Carol Kendall is a hydrologist known for her research tracking nutrients and contaminants in aquatic ecosystems using isotopic tracers.

== Education and career ==
From the University of California, Riverside, Kendall earned a B.S. in geology (1973) and a masters in geology (1976). Following her masters she took a position as a geochemist at California Institute of Technology where she remained until 1979. From 1980 until 1990, Kendall was a research hydrologist at the United States Geological Survey in Reston, Virginia. While working full-time, she earned a Ph.D. from the University of Maryland, College Park. Starting in 1990, Kendall was the project lead for the National Research Program's Isotope Tracers Project within the United States Geological Survey.

== Research ==
Kendall is known for her research combining multiple stable isotopes to track nutrients through ecosystems. Her early research optimized methods to convert water into hydrogen for isotopic analysis. She has worked in multiple ecosystems, including the San Joaquin River, the Sacramento River, and in San Francisco Bay. Her large-scale survey of oxygen-18 and deuterium in water samples collected from rivers across the United States serves as a proxy for modern precipitation. Her research into the carbon and nitrogen isotopes in particulate material provided a baseline for research into food webs, nutrient transport research, and global patterns of nitrogen in soil and plants. Kendall's research has also used isotope fractionation to track the flow of carbon from streams to the atmosphere and to differentiate between sources of nitrogen.

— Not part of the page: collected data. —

/// spill_assert! guards internal invariants of the spill engine. A failure means the
/// bookkeeping itself is broken, not that the caller misused the API.
macro_rules! spill_assert {
    ($cond:expr, $msg:literal, $($optional:tt)+) => {
        assert!($cond, $msg, $($optional)+);
    };
    ($cond:expr, $msg:literal) => {
        assert!($cond, $msg);
    };
}

/// Assert that a type implements Send at compile time.
/// Usage: assert_send!(MyType);
/// Usage: assert_send!(Type1, Type2, Type3);
macro_rules! assert_send {
    ($($t:ty),+ $(,)?) => {
        #[cfg(test)]
        $(const _: () = {
            const fn _assert_send<T: ?Sized + Send>() {}
            _assert_send::<$t>();
        };)+
    };
}

pub(crate) use assert_send;
pub(crate) use spill_assert;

== Selected publications ==
- Kendall, Carol (1998). "Tracing Nitrogen Sources and Cycling in Catchments"
- Kendall, Carol and J. J. McDonnell, Editors (1998). "Isotope Tracers in Catchment Hydrology", Elsevier Science Publishers, 816p, ISBN 9780080929156
- McCutchan, James H. (2003). "Variation in trophic shift for stable isotope ratios of carbon, nitrogen, and sulfur"
- Coplen, Tyler B. (1983). "Comparison of stable isotope reference samples"
- Kendall, Carol (2001). "Carbon and nitrogen isotopic compositions of particulate organic matter in four large river systems across the United States"

== Awards and honors ==
- Meritorious Service Awards, United States Geological Survey (1994, 2002)
- Fellow, American Geophysical Union (2010)
- Distinguished alumni, University of Maryland (2011)
- Walter Langbein Lecture, American Geophysical Union (2014)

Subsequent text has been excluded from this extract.